======== Excerpted data
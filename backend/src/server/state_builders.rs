//! Builders wiring repositories, transports, and services into HTTP state.

use std::io;
use std::sync::Arc;

use mockable::{Clock, DefaultClock};
use tracing::{info, warn};

use yardline::config::{AppSettings, SettingsError};
use yardline::domain::ports::{
    AuthRepository, DigestLedger, EmailSender, FacilityInfoRepository, ScheduleRepository,
    SiteRepository, SmsSender, TruckRepository,
};
use yardline::domain::{
    AnomalyMonitor, PhoneLoginService, QueueService, ScheduleService, YardSeeder, default_sites,
};
use yardline::inbound::http::state::{HttpState, HttpStatePorts};
use yardline::outbound::email::{HttpEmailSender, LoggingEmailSender};
use yardline::outbound::memory::InMemoryYardStore;
use yardline::outbound::persistence::{
    DbPool, DieselAuthRepository, DieselDigestLedger, DieselFacilityInfoRepository,
    DieselScheduleRepository, DieselSiteRepository, DieselTruckRepository,
};
use yardline::outbound::sms::{LoggingSmsSender, TwilioSmsSender};

use super::ServerConfig;
use super::scheduler::spawn_monitor;

/// Driven-port implementations shared by every service.
struct Repositories<R, S, T, A, L> {
    schedule: Arc<R>,
    sites: Arc<S>,
    trucks: Arc<T>,
    auth: Arc<A>,
    ledger: Arc<L>,
    facility: Arc<dyn FacilityInfoRepository>,
}

/// Outbound message transports.
struct Transports {
    sms: Arc<dyn SmsSender>,
    email: Arc<dyn EmailSender>,
}

fn settings_error(err: SettingsError) -> io::Error {
    io::Error::other(format!("invalid configuration: {err}"))
}

fn build_transports(settings: &AppSettings) -> io::Result<Transports> {
    let timeout = settings.transport_timeout();

    let sms: Arc<dyn SmsSender> = match settings.twilio_credentials() {
        Some(credentials) => Arc::new(
            TwilioSmsSender::new(credentials, timeout)
                .map_err(|err| io::Error::other(format!("sms transport: {err}")))?,
        ),
        None => {
            warn!("twilio credentials missing; SMS will only be logged");
            Arc::new(LoggingSmsSender)
        }
    };

    let email: Arc<dyn EmailSender> = match settings.email_relay().map_err(settings_error)? {
        Some(relay) => Arc::new(
            HttpEmailSender::new(relay, timeout)
                .map_err(|err| io::Error::other(format!("email transport: {err}")))?,
        ),
        None => {
            warn!("email relay not configured; digests will only be logged");
            Arc::new(LoggingEmailSender)
        }
    };

    Ok(Transports { sms, email })
}

/// Seed reference data, build the services, and start the anomaly monitor.
async fn wire<R, S, T, A, L>(
    repos: Repositories<R, S, T, A, L>,
    config: &ServerConfig,
) -> io::Result<HttpState>
where
    R: ScheduleRepository + 'static,
    S: SiteRepository + 'static,
    T: TruckRepository + 'static,
    A: AuthRepository + 'static,
    L: DigestLedger + 'static,
{
    let settings = &config.settings;
    let calendar = settings.calendar().map_err(settings_error)?;
    let monitor_settings = settings.monitor_settings().map_err(settings_error)?;
    let Transports { sms, email } = build_transports(settings)?;
    let clock: Arc<dyn Clock> = Arc::new(DefaultClock);

    let report = YardSeeder::new(repos.sites.clone(), repos.auth.clone())
        .seed(&default_sites(), settings.admin_phone().as_ref())
        .await
        .map_err(|err| io::Error::other(format!("seeding failed: {err}")))?;
    info!(
        sites_inserted = report.sites_inserted,
        admin_granted = report.admin_granted,
        "reference data seeded"
    );

    let schedule = Arc::new(
        ScheduleService::new(repos.schedule, repos.sites.clone(), clock.clone())
            .with_calendar(calendar)
            .with_hold_window(settings.hold_window()),
    );
    let queue = Arc::new(
        QueueService::new(repos.trucks.clone(), repos.sites.clone(), clock.clone())
            .with_calendar(calendar),
    );
    let login = Arc::new(PhoneLoginService::new(repos.auth, sms.clone(), clock.clone()));
    let monitor = Arc::new(
        AnomalyMonitor::new(repos.trucks, repos.sites, repos.ledger, sms, email, clock)
            .with_calendar(calendar)
            .with_settings(monitor_settings),
    );
    spawn_monitor(monitor, config.check_period);

    Ok(HttpState::new(HttpStatePorts {
        schedule: schedule.clone(),
        schedule_query: schedule,
        queue: queue.clone(),
        queue_query: queue,
        login,
        facility: repos.facility,
    }))
}

/// Build HTTP state backed by PostgreSQL when a pool is configured, otherwise
/// by a fresh in-memory store.
pub(super) async fn build_http_state(config: &ServerConfig) -> io::Result<HttpState> {
    match &config.db_pool {
        Some(pool) => wire(diesel_repositories(pool), config).await,
        None => {
            warn!("no database configured; yard state is held in memory");
            let store = Arc::new(InMemoryYardStore::new());
            let repos = Repositories {
                schedule: store.clone(),
                sites: store.clone(),
                trucks: store.clone(),
                auth: store.clone(),
                ledger: store.clone(),
                facility: store,
            };
            wire(repos, config).await
        }
    }
}

fn diesel_repositories(
    pool: &DbPool,
) -> Repositories<
    DieselScheduleRepository,
    DieselSiteRepository,
    DieselTruckRepository,
    DieselAuthRepository,
    DieselDigestLedger,
> {
    Repositories {
        schedule: Arc::new(DieselScheduleRepository::new(pool.clone())),
        sites: Arc::new(DieselSiteRepository::new(pool.clone())),
        trucks: Arc::new(DieselTruckRepository::new(pool.clone())),
        auth: Arc::new(DieselAuthRepository::new(pool.clone())),
        ledger: Arc::new(DieselDigestLedger::new(pool.clone())),
        facility: Arc::new(DieselFacilityInfoRepository::new(pool.clone())),
    }
}
//! Driving port for slot scheduling and reservation changes.

use async_trait::async_trait;
use chrono::NaiveDate;
use serde::{Deserialize, Serialize};

use crate::domain::{
    BookingDetails, Confirmation, Error, Hold, HoldToken, ManageToken, Reservation, ReservationId,
    SiteId, SlotKey, SlotTime,
};

/// Request to (re)configure one day's schedule.
#[derive(Debug, Clone, PartialEq, Eq, Serialize, Deserialize)]
#[serde(rename_all = "camelCase")]
pub struct ConfigureDayRequest {
    /// Site being configured.
    pub site_id: SiteId,
    /// Operating date.
    pub date: NaiveDate,
    /// First bookable time.
    pub open_time: SlotTime,
    /// Last bookable time (inclusive).
    pub close_time: SlotTime,
    /// Regular loads to spread across the day.
    pub loads_target: u32,
    /// Work-in slots per clock hour.
    pub workins_per_hour: u32,
    /// Pause bookings for the day.
    pub paused: bool,
}

/// Result of configuring a day.
#[derive(Debug, Clone, Copy, PartialEq, Eq, Serialize, Deserialize)]
#[serde(rename_all = "camelCase")]
pub struct DayConfigured {
    /// Regular slot spacing in minutes; zero when at most one load.
    pub interval_min: u32,
    /// Slots generated by the grid.
    pub slots_generated: usize,
    /// Slots that did not exist before.
    pub slots_created: usize,
}

/// Result of a mass cancellation.
#[derive(Debug, Clone, Copy, PartialEq, Eq, Serialize, Deserialize)]
#[serde(rename_all = "camelCase")]
pub struct MassCancelOutcome {
    /// Identifiers submitted, whether or not they matched.
    pub canceled: usize,
}

/// Mutations of the slot table.
#[cfg_attr(test, mockall::automock)]
#[async_trait]
pub trait ScheduleCommand: Send + Sync {
    /// Save the day's settings and create any missing slots.
    async fn configure_day(&self, request: ConfigureDayRequest) -> Result<DayConfigured, Error>;

    /// Place a short hold on a slot.
    async fn hold(&self, key: SlotKey) -> Result<Hold, Error>;

    /// Convert a live hold into a reservation.
    async fn confirm(
        &self,
        token: HoldToken,
        details: BookingDetails,
    ) -> Result<Confirmation, Error>;

    /// Drop a hold. Unknown tokens are ignored.
    async fn release(&self, token: HoldToken) -> Result<(), Error>;

    /// Move a reservation to another slot on its day.
    async fn reassign(
        &self,
        reservation_id: ReservationId,
        target: SlotTime,
    ) -> Result<Reservation, Error>;

    /// Cancel a reservation and free its slot.
    async fn cancel(&self, reservation_id: ReservationId) -> Result<(), Error>;

    /// Cancel many reservations of one day, skipping ids that do not match.
    async fn mass_cancel(
        &self,
        site_id: SiteId,
        date: NaiveDate,
        reservation_ids: Vec<ReservationId>,
    ) -> Result<MassCancelOutcome, Error>;

    /// Cancel the reservation carrying a manage token.
    async fn cancel_by_manage_token(&self, token: ManageToken) -> Result<(), Error>;
}

/// Fixture that accepts every command without storing anything.
#[derive(Debug, Default, Clone, Copy)]
pub struct FixtureScheduleCommand;

#[async_trait]
impl ScheduleCommand for FixtureScheduleCommand {
    async fn configure_day(&self, request: ConfigureDayRequest) -> Result<DayConfigured, Error> {
        Ok(DayConfigured {
            interval_min: crate::domain::regular_interval(
                request.open_time.minutes(),
                request.close_time.minutes(),
                request.loads_target,
                5,
            ),
            slots_generated: 0,
            slots_created: 0,
        })
    }

    async fn hold(&self, _key: SlotKey) -> Result<Hold, Error> {
        Ok(Hold {
            token: HoldToken::generate(),
            expires_at: chrono::Utc::now() + chrono::Duration::seconds(120),
        })
    }

    async fn confirm(
        &self,
        _token: HoldToken,
        _details: BookingDetails,
    ) -> Result<Confirmation, Error> {
        Err(Error::gone("hold expired or invalid"))
    }

    async fn release(&self, _token: HoldToken) -> Result<(), Error> {
        Ok(())
    }

    async fn reassign(
        &self,
        _reservation_id: ReservationId,
        _target: SlotTime,
    ) -> Result<Reservation, Error> {
        Err(Error::not_found("reservation not found"))
    }

    async fn cancel(&self, _reservation_id: ReservationId) -> Result<(), Error> {
        Err(Error::not_found("reservation not found"))
    }

    async fn mass_cancel(
        &self,
        _site_id: SiteId,
        _date: NaiveDate,
        reservation_ids: Vec<ReservationId>,
    ) -> Result<MassCancelOutcome, Error> {
        Ok(MassCancelOutcome {
            canceled: reservation_ids.len(),
        })
    }

    async fn cancel_by_manage_token(&self, _token: ManageToken) -> Result<(), Error> {
        Err(Error::not_found("reservation not found"))
    }
}
//! End-to-end yard flows over the in-memory store.
//!
//! Services run against `InMemoryYardStore` with a mutable clock and
//! recording transports, so each scenario drives the same code paths the
//! binary wires up without touching the network.

use std::sync::Arc;

use chrono::{DateTime, NaiveDate, TimeZone, Utc};
use futures::future::join_all;
use rstest::{fixture, rstest};
use yardline::domain::ports::{
    ConfigureDayRequest, EnRouteRequest, InboundSms, QueueCommand, QueueQuery, ScheduleCommand,
    ScheduleQuery,
};
use yardline::domain::{
    AnomalyMonitor, BookingDetails, ErrorCode, MonitorSettings, PhoneNumber, QueueService,
    Reservation, ReservationId, ScheduleService, SiteCode, SiteId, SlotKey, SlotTime, SmsReply,
    TruckStatus, YardSeeder, default_sites,
};
use yardline::outbound::memory::InMemoryYardStore;
use yardline::test_support::{MutableClock, RecordingEmailSender, RecordingSmsSender};

type Schedule = ScheduleService<InMemoryYardStore, InMemoryYardStore>;
type Queue = QueueService<InMemoryYardStore, InMemoryYardStore>;
type Monitor = AnomalyMonitor<InMemoryYardStore, InMemoryYardStore, InMemoryYardStore>;

const SITE: SiteId = SiteId::new(100);
const DRIVER: &str = "+15155550142";

fn start() -> DateTime<Utc> {
    Utc.with_ymd_and_hms(2026, 3, 2, 14, 0, 0)
        .single()
        .expect("valid start")
}

fn day() -> NaiveDate {
    NaiveDate::from_ymd_opt(2026, 3, 2).expect("valid date")
}

fn time(raw: &str) -> SlotTime {
    raw.parse().expect("valid slot time")
}

fn key(raw: &str) -> SlotKey {
    SlotKey {
        site_id: SITE,
        date: day(),
        time: time(raw),
    }
}

struct Yard {
    store: Arc<InMemoryYardStore>,
    clock: Arc<MutableClock>,
    sms: Arc<RecordingSmsSender>,
    schedule: Schedule,
    queue: Queue,
    monitor: Monitor,
}

impl Yard {
    async fn book(&self, at: &str) -> Reservation {
        let hold = self.schedule.hold(key(at)).await.expect("hold");
        let confirmation = self
            .schedule
            .confirm(hold.token, BookingDetails::default())
            .await
            .expect("confirm");
        self.schedule
            .find_by_manage_token(confirmation.manage_token)
            .await
            .expect("reservation")
    }

    async fn open_times(&self) -> Vec<String> {
        self.schedule
            .open_slots(SITE, Some(day()))
            .await
            .expect("open slots")
            .slots
            .iter()
            .map(|slot| slot.time.to_string())
            .collect()
    }

    async fn booked_times(&self) -> Vec<String> {
        self.schedule
            .appointments(SITE, Some(day()))
            .await
            .expect("appointments")
            .iter()
            .map(|reservation| reservation.slot_time.to_string())
            .collect()
    }
}

fn day_request(loads_target: u32) -> ConfigureDayRequest {
    ConfigureDayRequest {
        site_id: SITE,
        date: day(),
        open_time: time("08:00"),
        close_time: time("12:00"),
        loads_target,
        workins_per_hour: 0,
        paused: false,
    }
}

#[fixture]
async fn yard() -> Yard {
    let store = Arc::new(InMemoryYardStore::new());
    let clock = Arc::new(MutableClock::new(start()));
    let sms = Arc::new(RecordingSmsSender::default());
    let email = Arc::new(RecordingEmailSender::default());

    YardSeeder::new(store.clone(), store.clone())
        .seed(&default_sites(), None)
        .await
        .expect("seed sites");

    let schedule = ScheduleService::new(store.clone(), store.clone(), clock.clone());
    let queue = QueueService::new(store.clone(), store.clone(), clock.clone());
    let monitor = AnomalyMonitor::new(
        store.clone(),
        store.clone(),
        store.clone(),
        sms.clone(),
        email,
        clock.clone(),
    )
    .with_settings(MonitorSettings {
        digest_hour_local: 23,
        base_url: "https://yard.example.test".to_owned(),
        ..MonitorSettings::default()
    });

    // 08:00 to 12:00 with five loads gives hourly slots.
    schedule
        .configure_day(day_request(5))
        .await
        .expect("configure day");

    Yard {
        store,
        clock,
        sms,
        schedule,
        queue,
        monitor,
    }
}

#[rstest]
#[tokio::test]
async fn concurrent_holds_on_one_slot_admit_a_single_winner(#[future] yard: Yard) {
    let yard = yard.await;

    let attempts = join_all((0..8).map(|_| yard.schedule.hold(key("09:00")))).await;

    let winners = attempts.iter().filter(|attempt| attempt.is_ok()).count();
    assert_eq!(winners, 1);
    assert!(
        attempts
            .iter()
            .filter_map(|attempt| attempt.as_ref().err())
            .all(|err| err.code() == ErrorCode::Conflict)
    );
    assert!(!yard.open_times().await.contains(&"09:00".to_owned()));
}

#[rstest]
#[tokio::test]
async fn expired_hold_frees_the_slot(#[future] yard: Yard) {
    let yard = yard.await;
    let stale = yard.schedule.hold(key("10:00")).await.expect("first hold");

    yard.clock.advance_seconds(121);

    let fresh = yard.schedule.hold(key("10:00")).await.expect("second hold");
    assert_ne!(stale.token, fresh.token);
    let err = yard
        .schedule
        .confirm(stale.token, BookingDetails::default())
        .await
        .expect_err("stale hold");
    assert_eq!(err.code(), ErrorCode::Gone);
}

#[rstest]
#[tokio::test]
async fn failed_reassign_leaves_both_slots_untouched(#[future] yard: Yard) {
    let yard = yard.await;
    let moving = yard.book("08:00").await;
    yard.book("09:00").await;

    let err = yard
        .schedule
        .reassign(moving.id, time("09:00"))
        .await
        .expect_err("target reserved");

    assert_eq!(err.code(), ErrorCode::Conflict);
    assert_eq!(yard.booked_times().await, ["08:00", "09:00"]);
    assert!(!yard.open_times().await.contains(&"08:00".to_owned()));
}

#[rstest]
#[tokio::test]
async fn reassign_moves_the_booking_and_frees_the_source(#[future] yard: Yard) {
    let yard = yard.await;
    let moving = yard.book("08:00").await;

    let moved = yard
        .schedule
        .reassign(moving.id, time("11:00"))
        .await
        .expect("reassign");

    assert_eq!(moved.slot_time, time("11:00"));
    assert_eq!(moved.manage_token, moving.manage_token);
    let open = yard.open_times().await;
    assert!(open.contains(&"08:00".to_owned()));
    assert!(!open.contains(&"11:00".to_owned()));
}

#[rstest]
#[tokio::test]
async fn mass_cancel_frees_every_slot(#[future] yard: Yard) {
    let yard = yard.await;
    let mut ids = Vec::new();
    for at in ["08:00", "09:00", "10:00"] {
        ids.push(yard.book(at).await.id);
    }

    let outcome = yard
        .schedule
        .mass_cancel(SITE, day(), ids)
        .await
        .expect("mass cancel");

    assert_eq!(outcome.canceled, 3);
    assert!(yard.booked_times().await.is_empty());
    assert_eq!(yard.open_times().await.len(), 5);
}

#[rstest]
#[tokio::test]
async fn mass_cancel_counts_unknown_ids_as_attempted(#[future] yard: Yard) {
    let yard = yard.await;
    let first = yard.book("08:00").await.id;
    let second = yard.book("11:00").await.id;

    let outcome = yard
        .schedule
        .mass_cancel(SITE, day(), vec![first, ReservationId::new(9_999), second])
        .await
        .expect("mass cancel");

    assert_eq!(outcome.canceled, 3);
    assert!(yard.booked_times().await.is_empty());
}

#[rstest]
#[tokio::test]
async fn cancelled_slot_can_be_held_again(#[future] yard: Yard) {
    let yard = yard.await;
    let booked = yard.book("10:00").await;

    yard.schedule.cancel(booked.id).await.expect("cancel");

    yard.schedule
        .hold(key("10:00"))
        .await
        .expect("slot is free again");
}

#[rstest]
#[tokio::test]
async fn manage_token_cancels_exactly_once(#[future] yard: Yard) {
    let yard = yard.await;
    let booked = yard.book("12:00").await;

    yard.schedule
        .cancel_by_manage_token(booked.manage_token)
        .await
        .expect("self-service cancel");

    let err = yard
        .schedule
        .find_by_manage_token(booked.manage_token)
        .await
        .expect_err("gone after cancel");
    assert_eq!(err.code(), ErrorCode::NotFound);
    assert!(yard.open_times().await.contains(&"12:00".to_owned()));
}

#[rstest]
#[tokio::test]
async fn regenerating_a_day_keeps_bookings(#[future] yard: Yard) {
    let yard = yard.await;
    yard.book("09:00").await;

    let again = yard
        .schedule
        .configure_day(day_request(5))
        .await
        .expect("regenerate");

    assert_eq!(again.slots_created, 0);
    assert_eq!(yard.booked_times().await, ["09:00"]);
}

#[rstest]
#[tokio::test]
async fn paused_day_offers_no_slots(#[future] yard: Yard) {
    let yard = yard.await;
    yard.schedule
        .configure_day(ConfigureDayRequest {
            paused: true,
            ..day_request(5)
        })
        .await
        .expect("pause");

    let open = yard
        .schedule
        .open_slots(SITE, Some(day()))
        .await
        .expect("open slots");
    assert!(open.paused);
}

#[rstest]
#[tokio::test]
async fn missed_eta_prompts_driver_once(#[future] yard: Yard) {
    let yard = yard.await;
    let reply = yard
        .queue
        .handle_sms(InboundSms {
            from: DRIVER.to_owned(),
            body: "ETA 30".to_owned(),
        })
        .await
        .expect("sms handled");
    assert!(matches!(reply, SmsReply::EtaUpdated(_)));

    yard.clock.advance_minutes(31);
    let first = yard.monitor.tick().await;
    yard.clock.advance_minutes(4);
    let second = yard.monitor.tick().await;

    assert_eq!(first.eta_prompts, 1);
    assert_eq!(second.eta_prompts, 0);
    let driver = PhoneNumber::normalize(DRIVER).expect("valid phone");
    let prompts: Vec<_> = yard
        .sms
        .sent()
        .into_iter()
        .filter(|(to, body)| *to == driver && body.contains("driver-eta.html"))
        .collect();
    assert_eq!(prompts.len(), 1);
    assert_eq!(yard.store.notifications().len(), 1);
}

#[rstest]
#[tokio::test]
async fn sms_lifecycle_drives_the_public_line(#[future] yard: Yard) {
    let yard = yard.await;
    let site = SiteCode::new("CIF").expect("valid code");
    for body in ["ETA 15", "ARRIVED"] {
        yard.queue
            .handle_sms(InboundSms {
                from: DRIVER.to_owned(),
                body: body.to_owned(),
            })
            .await
            .expect("sms handled");
    }

    let queue = yard.queue.today_queue(&site).await.expect("today queue");
    let truck = queue.trucks.first().expect("one truck");
    assert_eq!(truck.status, TruckStatus::Arrived);
    assert!(truck.arrived_at.is_some());

    yard.queue
        .handle_sms(InboundSms {
            from: DRIVER.to_owned(),
            body: "DEPARTED".to_owned(),
        })
        .await
        .expect("sms handled");
    let queue = yard.queue.today_queue(&site).await.expect("today queue");
    assert_eq!(queue.trucks[0].status, TruckStatus::Departed);
}

impl Yard {
    async fn text(&self, body: &str) -> SmsReply {
        self.queue
            .handle_sms(InboundSms {
                from: DRIVER.to_owned(),
                body: body.to_owned(),
            })
            .await
            .expect("sms handled")
    }
}

#[rstest]
#[tokio::test]
async fn renewed_eta_is_checked_again(#[future] yard: Yard) {
    let yard = yard.await;
    yard.text("ETA 30").await;
    yard.clock.advance_minutes(31);
    let first = yard.monitor.tick().await;

    yard.text("ETA 20").await;
    yard.clock.advance_minutes(10);
    let early = yard.monitor.tick().await;
    yard.clock.advance_minutes(11);
    let late = yard.monitor.tick().await;

    assert_eq!(first.eta_prompts, 1);
    assert_eq!(early.eta_prompts, 0);
    assert_eq!(late.eta_prompts, 1);
    assert_eq!(yard.store.notifications().len(), 2);
}

#[rstest]
#[tokio::test]
async fn simultaneous_staff_and_driver_updates_keep_both_stamps(#[future] yard: Yard) {
    let yard = yard.await;
    let entry = yard
        .queue
        .mark_en_route(EnRouteRequest {
            phone: DRIVER.to_owned(),
            site: SiteCode::new("CIF").expect("valid code"),
            eta: None,
        })
        .await
        .expect("en route");

    let (staff, driver) = futures::join!(
        yard.queue.update_status(entry.id, TruckStatus::Loading),
        yard.queue.handle_sms(InboundSms {
            from: DRIVER.to_owned(),
            body: "ARRIVED".to_owned(),
        }),
    );
    staff.expect("staff update");
    driver.expect("sms update");

    let queue = yard
        .queue
        .today_queue(&SiteCode::new("CIF").expect("valid code"))
        .await
        .expect("queue");
    let stored = queue
        .trucks
        .iter()
        .find(|t| t.id == entry.id)
        .expect("entry listed");
    assert_eq!(stored.loading_at, Some(start()));
    assert_eq!(stored.arrived_at, Some(start()));
    assert_eq!(stored.enroute_at, Some(start()));
}

#[rstest]
#[tokio::test]
async fn scale_code_finds_todays_entry(#[future] yard: Yard) {
    let yard = yard.await;
    let site = SiteCode::new("CIF").expect("valid code");
    let entry = yard
        .queue
        .mark_en_route(EnRouteRequest {
            phone: DRIVER.to_owned(),
            site: site.clone(),
            eta: None,
        })
        .await
        .expect("en route");
    let code = entry.queue_code.clone().expect("code issued");

    let found = yard
        .queue
        .verify_code(&site, &code, None)
        .await
        .expect("code verified");
    let other_day = yard
        .queue
        .verify_code(&site, &code, day().pred_opt())
        .await
        .expect_err("code is per day");

    assert_eq!(found.id, entry.id);
    assert_eq!(other_day.code(), ErrorCode::NotFound);
}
================
Task details — Only the number is wanted: count the lines of the records that hold the word "LoggingSmsSender".

Solution — 2